Belcourt was open to the public as a museum of antiquities and architectural and social history. Of the 60 rooms at Belcourt, over a dozen were viewable on tour. A visit to the castle included viewings of an English library (added in 1910 by John Russell Pope; the ceiling is a replica of the one in Haddon Hall's Long Gallery), a banquet hall, a chapel, two of three grand halls, a music room, an Empire-style dining room, a French gothic-style ballroom, two principal bedrooms, a loggia and a gallery. All of the rooms are furnished with pieces from the Tinney family collections. The first tours of Belcourt were given in 1957 and, ever since then, the castle has been a fixture on Bellevue Avenue. The collections included furnishings, art and artifacts from 33 European and Asian countries and 37 other Newport mansions. The Tinney family's enormous collection earned Belcourt a notable status within Newport's thriving tourism industry. Belcourt was also the only mansion in Newport that was both open to the public and had a private owner in residence. Harle Tinney frequently guided tours through her home and was often present to greet visitors when she was in residence.

===Rafaeilian===
On November 12, 2012, Belcourt was purchased by Carolyn Rafaelian, owner of the Cranston, Rhode Island–based company Alex and Ani, for $3.6 million. Rafaelian is currently restoring and renovating the mansion, which she reopened in summer 2014 as a tour house, art gallery, and event space under the business name Belcourt of Newport. Rafaelian reports she has already spent $5 million on renovations, including $3 million for a new roof.

==Materials==

Belcourt's distinctive exterior appearance was achieved through the use of brick and Westerly granite to frame the windows, doors and fields of stucco.
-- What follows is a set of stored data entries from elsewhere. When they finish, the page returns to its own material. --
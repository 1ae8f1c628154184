//! PID liveness probe.

/// Check whether a process with `pid` still exists.
///
/// An exited but not yet reaped child still counts as existing.
#[cfg(unix)]
pub fn pid_alive(pid: u32) -> bool {
    use nix::sys::signal;
    use nix::unistd::Pid;

    let Ok(raw) = i32::try_from(pid) else {
        return false;
    };

    // Signal None is the "null signal": it only checks that we could signal the process
    match signal::kill(Pid::from_raw(raw), None) {
        Ok(()) => true,
        Err(nix::errno::Errno::ESRCH) => false, // No such process
        Err(_) => true,                         // Process exists but we lack permission
    }
}

#[cfg(not(unix))]
pub fn pid_alive(_pid: u32) -> bool {
    // No cheap probe; callers fall back to the exit signal.
    true
}

#[cfg(test)]
mod tests {
    use super::*;

    #[test]
    #[cfg(unix)]
    fn alive_for_self() {
        assert!(pid_alive(std::process::id()));
    }

    #[test]
    #[cfg(unix)]
    fn dead_for_impossible_pid() {
        // Above any pid_max the kernel allows
        assert!(!pid_alive(2_147_483_000));
    }
}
The roof is sheathed in Pennsylvania slate and is pierced by numerous ox-eye (elliptical) dormer windows. The interior, completed by 300 imported artisans, was created of carved oak with oak and mosaic marble floors. The numerous decorative ceilings were finished with sculpted and molded plaster and carved woods such as chestnut. The walls are finished with canvas paintings, carved oak, imported paneling and pure silk damasks. The numerous exterior railings and gates are composed of wrought iron and bronze, featuring a shell motif and the monogram "OB." The foundations are stone, brick and poured concrete with thick brick walls supporting enormous roof timbers and steel I-beams.